• **PROVIDED DATA**:
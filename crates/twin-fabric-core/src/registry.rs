// twin-fabric-core/src/registry.rs
// ============================================================================
// Module: Tool Registry
// Description: Name → spec map plus the provider extension seam.
// Purpose: Keep the tool surface typed, unique, and searchable.
// Dependencies: serde, serde_json
// ============================================================================

//! ## Overview
//! Every tool the router can dispatch is described by an immutable
//! [`ToolSpec`] registered under a unique name. Providers claim prefix packs
//! (e.g. `okta.*`) and are consulted for any call whose name matches one of
//! their prefixes. A small set of names is reserved for the router's own
//! surface and can never be registered.

// ============================================================================
// SECTION: Imports
// ============================================================================

use std::collections::BTreeMap;

use serde::Deserialize;
use serde::Serialize;
use serde_json::Value;

use crate::error::FabricError;
use crate::error::JsonMap;

/// Names reserved for the router's own operational surface.
pub const RESERVED_TOOL_NAMES: &[&str] = &[
    "observe",
    "tick",
    "pending",
    "state",
    "help",
    "tools.search",
    "act_and_observe",
    "call",
    "reset",
];

// ============================================================================
// SECTION: Tool Spec
// ============================================================================

/// Immutable description of one registered tool.
#[derive(Debug, Clone, Serialize, Deserialize)]
pub struct ToolSpec {
    /// Unique tool name (`service.operation`).
    pub name: String,
    /// Human-readable description used for discovery and ranking.
    pub description: String,
    /// Permission tags (e.g. `mail:write`).
    #[serde(default)]
    pub permissions: Vec<String>,
    /// Side-effect tags (e.g. `mail_mutation`).
    #[serde(default)]
    pub side_effects: Vec<String>,
    /// Nominal latency charged per call, in milliseconds.
    pub default_latency_ms: u64,
    /// Symmetric jitter bound applied to the nominal latency.
    pub latency_jitter_ms: u64,
    /// Nominal cost unit for budget accounting.
    #[serde(default)]
    pub nominal_cost: f64,
    /// Probability of an injected fault per call.
    #[serde(default)]
    pub fault_probability: f64,
    /// Declared return shape (informational).
    pub returns: String,
}

impl ToolSpec {
    /// Creates a spec with fabric-wide defaults.
    #[must_use]
    pub fn new(name: impl Into<String>, description: impl Into<String>) -> Self {
        Self {
            name: name.into(),
            description: description.into(),
            permissions: Vec::new(),
            side_effects: Vec::new(),
            default_latency_ms: 250,
            latency_jitter_ms: 50,
            nominal_cost: 0.0,
            fault_probability: 0.0,
            returns: "object".to_string(),
        }
    }

    /// Sets the nominal latency and jitter bound.
    #[must_use]
    pub fn with_latency(mut self, default_ms: u64, jitter_ms: u64) -> Self {
        self.default_latency_ms = default_ms;
        self.latency_jitter_ms = jitter_ms;
        self
    }

    /// Sets permission tags.
    #[must_use]
    pub fn with_permissions(mut self, permissions: &[&str]) -> Self {
        self.permissions = permissions.iter().map(ToString::to_string).collect();
        self
    }

    /// Sets side-effect tags.
    #[must_use]
    pub fn with_side_effects(mut self, side_effects: &[&str]) -> Self {
        self.side_effects = side_effects.iter().map(ToString::to_string).collect();
        self
    }

    /// Sets the injected fault probability.
    #[must_use]
    pub fn with_fault_probability(mut self, probability: f64) -> Self {
        self.fault_probability = probability;
        self
    }

    /// Sets the declared return shape.
    #[must_use]
    pub fn with_returns(mut self, returns: impl Into<String>) -> Self {
        self.returns = returns.into();
        self
    }
}

// ============================================================================
// SECTION: Tool Provider
// ============================================================================

/// Extension seam for externally supplied tool packs.
///
/// Providers own a set of prefixes; the router routes any call whose name
/// matches one of them to [`ToolProvider::call`].
pub trait ToolProvider {
    /// Provider identity used in diagnostics.
    fn name(&self) -> &str;

    /// Name prefixes claimed by this provider (e.g. `ext.`).
    fn prefixes(&self) -> Vec<String>;

    /// Specs to register for this provider's tools.
    fn specs(&self) -> Vec<ToolSpec>;

    /// Whether this provider handles the given tool name.
    fn handles(&self, tool: &str) -> bool {
        self.prefixes().iter().any(|prefix| tool.starts_with(prefix))
    }

    /// Executes a tool owned by this provider.
    ///
    /// # Errors
    ///
    /// Returns a [`FabricError`] when the tool is unknown to the provider or
    /// the arguments are invalid.
    fn call(&mut self, tool: &str, args: &JsonMap) -> Result<Value, FabricError>;
}

// ============================================================================
// SECTION: Tool Registry
// ============================================================================

/// Mapping of unique tool names to immutable specs.
#[derive(Debug, Default)]
pub struct ToolRegistry {
    /// Registered specs keyed by name.
    specs: BTreeMap<String, ToolSpec>,
}

impl ToolRegistry {
    /// Creates an empty registry.
    #[must_use]
    pub fn new() -> Self {
        Self::default()
    }

    /// Registers a spec.
    ///
    /// # Errors
    ///
    /// Returns `registry.reserved` for reserved names and
    /// `registry.duplicate` when the name is already taken.
    pub fn register(&mut self, spec: ToolSpec) -> Result<(), FabricError> {
        if RESERVED_TOOL_NAMES.contains(&spec.name.as_str()) {
            return Err(FabricError::new(
                "registry.reserved",
                format!("tool name is reserved: {}", spec.name),
            ));
        }
        if self.specs.contains_key(&spec.name) {
            return Err(FabricError::new(
                "registry.duplicate",
                format!("tool already registered: {}", spec.name),
            ));
        }
        self.specs.insert(spec.name.clone(), spec);
        Ok(())
    }

    /// Looks up a spec by name.
    #[must_use]
    pub fn get(&self, name: &str) -> Option<&ToolSpec> {
        self.specs.get(name)
    }

    /// Whether a name is registered.
    #[must_use]
    pub fn contains(&self, name: &str) -> bool {
        self.specs.contains_key(name)
    }

    /// All specs in name order.
    #[must_use]
    pub fn list(&self) -> Vec<&ToolSpec> {
        self.specs.values().collect()
    }

    /// All names in order.
    #[must_use]
    pub fn names(&self) -> Vec<String> {
        self.specs.keys().cloned().collect()
    }

    /// Ranks tools against a query: a name-prefix match dominates, then
    /// token overlap between the query and the description; ties break on
    /// name.
    #[must_use]
    pub fn search(&self, query: &str, top_k: usize) -> Vec<(String, String, f64)> {
        let needle = query.trim().to_lowercase();
        let tokens: Vec<&str> = needle.split_whitespace().collect();
        let mut ranked: Vec<(String, String, f64)> = self
            .specs
            .values()
            .filter_map(|spec| {
                let name = spec.name.to_lowercase();
                let description = spec.description.to_lowercase();
                let mut score = 0.0;
                if !needle.is_empty() && name.starts_with(&needle) {
                    score += 10.0;
                } else if !needle.is_empty() && name.contains(&needle) {
                    score += 4.0;
                }
                for token in &tokens {
                    if description.contains(token) {
                        score += 1.0;
                    }
                }
                if score > 0.0 {
                    Some((spec.name.clone(), spec.description.clone(), score))
                } else {
                    None
                }
            })
            .collect();
        ranked.sort_by(|a, b| {
            b.2.partial_cmp(&a.2)
                .unwrap_or(std::cmp::Ordering::Equal)
                .then_with(|| a.0.cmp(&b.0))
        });
        ranked.truncate(top_k);
        ranked
    }
}

// ============================================================================
// SECTION: Tests
// ============================================================================

#[cfg(test)]
mod tests {
    //! Test-only lint relaxations for panic-based assertions.
    #![allow(
        clippy::panic,
        clippy::unwrap_used,
        clippy::expect_used,
        reason = "Test-only output and panic-based assertions are permitted."
    )]

    use super::*;

    #[test]
    fn duplicate_registration_is_rejected() {
        let mut registry = ToolRegistry::new();
        registry
            .register(ToolSpec::new("mail.compose", "Compose a message"))
            .unwrap();
        let err = registry
            .register(ToolSpec::new("mail.compose", "again"))
            .unwrap_err();
        assert_eq!(err.code, "registry.duplicate");
    }

    #[test]
    fn reserved_names_are_rejected() {
        let mut registry = ToolRegistry::new();
        for name in RESERVED_TOOL_NAMES {
            let err = registry.register(ToolSpec::new(*name, "nope")).unwrap_err();
            assert_eq!(err.code, "registry.reserved");
        }
    }

    #[test]
    fn search_prefers_name_prefix_over_description_overlap() {
        let mut registry = ToolRegistry::new();
        registry
            .register(ToolSpec::new("okta.list_users", "List directory users"))
            .unwrap();
        registry
            .register(ToolSpec::new("db.query", "Query okta shadow tables"))
            .unwrap();
        let results = registry.search("okta", 10);
        assert_eq!(results[0].0, "okta.list_users");
        assert_eq!(results.len(), 2);
    }

    #[test]
    fn search_tiebreaks_on_name() {
        let mut registry = ToolRegistry::new();
        registry
            .register(ToolSpec::new("tickets.get", "Fetch a ticket"))
            .unwrap();
        registry
            .register(ToolSpec::new("tickets.create", "Create a ticket"))
            .unwrap();
        let results = registry.search("tickets", 10);
        assert_eq!(results[0].0, "tickets.create");
        assert_eq!(results[1].0, "tickets.get");
    }
}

• **WORK ITEM**: The required answer is each line of the data in which the word "panic" appears.

• **WRITTEN REPLY**:
    //! Test-only lint relaxations for panic-based assertions.
        clippy::panic,
        reason = "Test-only output and panic-based assertions are permitted."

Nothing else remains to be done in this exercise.